──────── RECORDS PROVIDED
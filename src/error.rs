//! Error types for CHD decoding and verification.
//!
//! This module provides the [`ChdError`] type which covers all possible errors
//! that can occur while decoding blocks and verifying a CHD image.
//!
//! ## Error Categories
//!
//! | Category | Errors | Description |
//! |----------|--------|-------------|
//! | Invalid data | [`InvalidData`], [`InvalidMap`] | Malformed payload, size fields or block map |
//! | Decompression | [`ChecksumMismatch`], [`DigestMismatch`] | Decoded bytes fail a CRC or whole-file digest |
//! | Unsupported | [`UnsupportedFormat`] | A block names a codec this crate cannot decode |
//! | I/O | [`ReadError`], [`Io`] | Short or failed reads from the byte source |
//! | Codec | [`CodecError`] | A backend faulted unexpectedly |
//!
//! Every variant maps onto one [`ErrorKind`] via [`ChdError::kind`], so callers
//! can branch on the category without matching every variant.
//!
//! ## Example
//!
//! ```rust,ignore
//! use chd_verify::{ChdError, ErrorKind};
//!
//! match verifier.verify(&progress) {
//!     Ok(report) => println!("{} blocks ok", report.blocks),
//!     Err(ChdError::DigestMismatch(kind)) => eprintln!("{kind} digest differs"),
//!     Err(e) if e.kind() == ErrorKind::ReadError => eprintln!("truncated image: {e}"),
//!     Err(e) => eprintln!("Error: {e}"),
//! }
//! ```
//!
//! [`InvalidData`]: ChdError::InvalidData
//! [`InvalidMap`]: ChdError::InvalidMap
//! [`ChecksumMismatch`]: ChdError::ChecksumMismatch
//! [`DigestMismatch`]: ChdError::DigestMismatch
//! [`UnsupportedFormat`]: ChdError::UnsupportedFormat
//! [`ReadError`]: ChdError::ReadError
//! [`Io`]: ChdError::Io
//! [`CodecError`]: ChdError::CodecError

use std::fmt;
use std::io;

use thiserror::Error;

use crate::decompress::DecompressError;
use crate::formats::tag_name;

/// Coarse error category.
#[derive(Debug, Clone, Copy, PartialEq, Eq, Hash)]
pub enum ErrorKind {
    /// Malformed payload or size mismatch.
    InvalidData,
    /// Post-decode checksum or digest mismatch.
    DecompressionError,
    /// Unknown codec identifier.
    UnsupportedFormat,
    /// Short or failed read.
    ReadError,
    /// Unexpected backend fault.
    CodecError,
}

/// Per-block checksum flavours.
#[derive(Debug, Clone, Copy, PartialEq, Eq, Hash)]
pub enum ChecksumKind {
    Crc32,
    Crc16,
}

impl fmt::Display for ChecksumKind {
    fn fmt(&self, f: &mut fmt::Formatter<'_>) -> fmt::Result {
        match self {
            Self::Crc32 => write!(f, "CRC-32"),
            Self::Crc16 => write!(f, "CRC-16"),
        }
    }
}

/// Whole-file digest flavours.
#[derive(Debug, Clone, Copy, PartialEq, Eq, Hash)]
pub enum DigestKind {
    Md5,
    Sha1,
}

impl fmt::Display for DigestKind {
    fn fmt(&self, f: &mut fmt::Formatter<'_>) -> fmt::Result {
        match self {
            Self::Md5 => write!(f, "MD5"),
            Self::Sha1 => write!(f, "SHA-1"),
        }
    }
}

/// Error type for CHD operations.
#[derive(Debug, Error)]
pub enum ChdError {
    /// A block's payload could not be decoded.
    ///
    /// The wrapped [`DecompressError`] says which backend rejected it.
    #[error("Block {block}: invalid data: {source}")]
    InvalidData {
        /// Index of the failing block.
        block: usize,
        source: DecompressError,
    },

    /// The block map violates a structural invariant (bad self reference,
    /// inconsistent sizes).
    #[error("Invalid block map: {0}")]
    InvalidMap(String),

    /// A freshly decoded block does not match its stored checksum.
    #[error("Block {block}: {kind} mismatch (expected {expected:#x}, got {actual:#x})")]
    ChecksumMismatch {
        block: usize,
        kind: ChecksumKind,
        expected: u32,
        actual: u32,
    },

    /// Every block decoded, but the whole-file digest differs.
    #[error("{0} digest mismatch")]
    DigestMismatch(DigestKind),

    /// A block is compressed with a codec this crate does not handle.
    #[error("Block {block}: unsupported codec {}", tag_name(*.tag))]
    UnsupportedFormat {
        block: usize,
        /// Four-character codec tag.
        tag: u32,
    },

    /// Reading compressed bytes from the source failed.
    #[error("Read error at offset {offset}: {source}")]
    ReadError { offset: u64, source: io::Error },

    /// A backend faulted in a way that is not a property of the data.
    #[error("Block {block}: codec fault: {message}")]
    CodecError { block: usize, message: String },

    /// An I/O error occurred outside block reads.
    #[error("IO error: {0}")]
    Io(#[from] io::Error),
}

impl ChdError {
    /// The error category.
    pub fn kind(&self) -> ErrorKind {
        match self {
            Self::InvalidData { .. } | Self::InvalidMap(_) => ErrorKind::InvalidData,
            Self::ChecksumMismatch { .. } | Self::DigestMismatch(_) => {
                ErrorKind::DecompressionError
            }
            Self::UnsupportedFormat { .. } => ErrorKind::UnsupportedFormat,
            Self::ReadError { .. } | Self::Io(_) => ErrorKind::ReadError,
            Self::CodecError { .. } => ErrorKind::CodecError,
        }
    }

    /// Attach block context to a backend error.
    pub fn from_decompress(block: usize, err: DecompressError) -> Self {
        match err {
            DecompressError::UnsupportedCodec(tag) => Self::UnsupportedFormat { block, tag },
            DecompressError::Audio(message) => Self::CodecError { block, message },
            source => Self::InvalidData { block, source },
        }
    }
}

pub type Result<T> = std::result::Result<T, ChdError>;
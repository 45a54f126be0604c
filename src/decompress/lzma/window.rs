//! Linear output window for LZMA.
//!
//! The dictionary is the block itself: matches copy from bytes already
//! written to the destination buffer, so no separate ring is needed.

use super::super::{DecompressError, Result};

/// Output window over the destination buffer.
pub struct OutWindow<'a> {
    buf: &'a mut [u8],
    /// Current write position
    pos: usize,
}

impl<'a> OutWindow<'a> {
    pub fn new(buf: &'a mut [u8]) -> Self {
        Self { buf, pos: 0 }
    }

    /// Write a literal byte to the output.
    #[inline]
    pub fn put_byte(&mut self, byte: u8) {
        self.buf[self.pos] = byte;
        self.pos += 1;
    }

    /// Byte `distance` positions back (1 = last written).
    #[inline]
    pub fn get_byte(&self, distance: usize) -> u8 {
        self.buf[self.pos - distance]
    }

    /// Copy `length` bytes from `distance` bytes back.
    ///
    /// Overlapping copies repeat the pattern, as LZ77 requires.
    #[inline]
    pub fn copy_match(&mut self, distance: usize, length: usize) -> Result<()> {
        if distance == 0 || distance > self.pos {
            return Err(DecompressError::InvalidBackReference {
                distance: distance as u32,
                position: self.pos,
            });
        }
        if length > self.remaining() {
            return Err(DecompressError::PendingCopy {
                pending: length - self.remaining(),
            });
        }

        let src = self.pos - distance;
        if distance >= length {
            self.buf.copy_within(src..src + length, self.pos);
        } else {
            for i in 0..length {
                self.buf[self.pos + i] = self.buf[src + i];
            }
        }
        self.pos += length;
        Ok(())
    }

    #[inline]
    pub fn position(&self) -> usize {
        self.pos
    }

    #[inline]
    pub fn is_empty(&self) -> bool {
        self.pos == 0
    }

    #[inline]
    pub fn is_full(&self) -> bool {
        self.pos == self.buf.len()
    }

    #[inline]
    pub fn remaining(&self) -> usize {
        self.buf.len() - self.pos
    }
}

#[cfg(test)]
mod tests {
    use super::*;

    #[test]
    fn test_literal_output() {
        let mut buf = [0u8; 5];
        let mut window = OutWindow::new(&mut buf);
        for &b in b"Hello" {
            window.put_byte(b);
        }
        assert!(window.is_full());
        assert_eq!(&buf, b"Hello");
    }

    #[test]
    fn test_overlapping_copy() {
        let mut buf = [0u8; 9];
        let mut window = OutWindow::new(&mut buf);
        window.put_byte(b'a');
        window.put_byte(b'b');
        window.put_byte(b'c');
        window.copy_match(3, 6).unwrap();
        assert_eq!(&buf, b"abcabcabc");
    }

    #[test]
    fn test_distance_beyond_history() {
        let mut buf = [0u8; 8];
        let mut window = OutWindow::new(&mut buf);
        window.put_byte(b'x');
        assert!(matches!(
            window.copy_match(2, 1),
            Err(DecompressError::InvalidBackReference { distance: 2, position: 1 })
        ));
    }

    #[test]
    fn test_copy_past_end_is_pending() {
        let mut buf = [0u8; 4];
        let mut window = OutWindow::new(&mut buf);
        window.put_byte(b'x');
        assert!(matches!(
            window.copy_match(1, 5),
            Err(DecompressError::PendingCopy { pending: 2 })
        ));
    }
}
────────────────
The lines sought are those in the data above that include the string "InvalidMap"; copy each one.

//! | Invalid data | [`InvalidData`], [`InvalidMap`] | Malformed payload, size fields or block map |
//! [`InvalidMap`]: ChdError::InvalidMap
    InvalidMap(String),
            Self::InvalidData { .. } | Self::InvalidMap(_) => ErrorKind::InvalidData,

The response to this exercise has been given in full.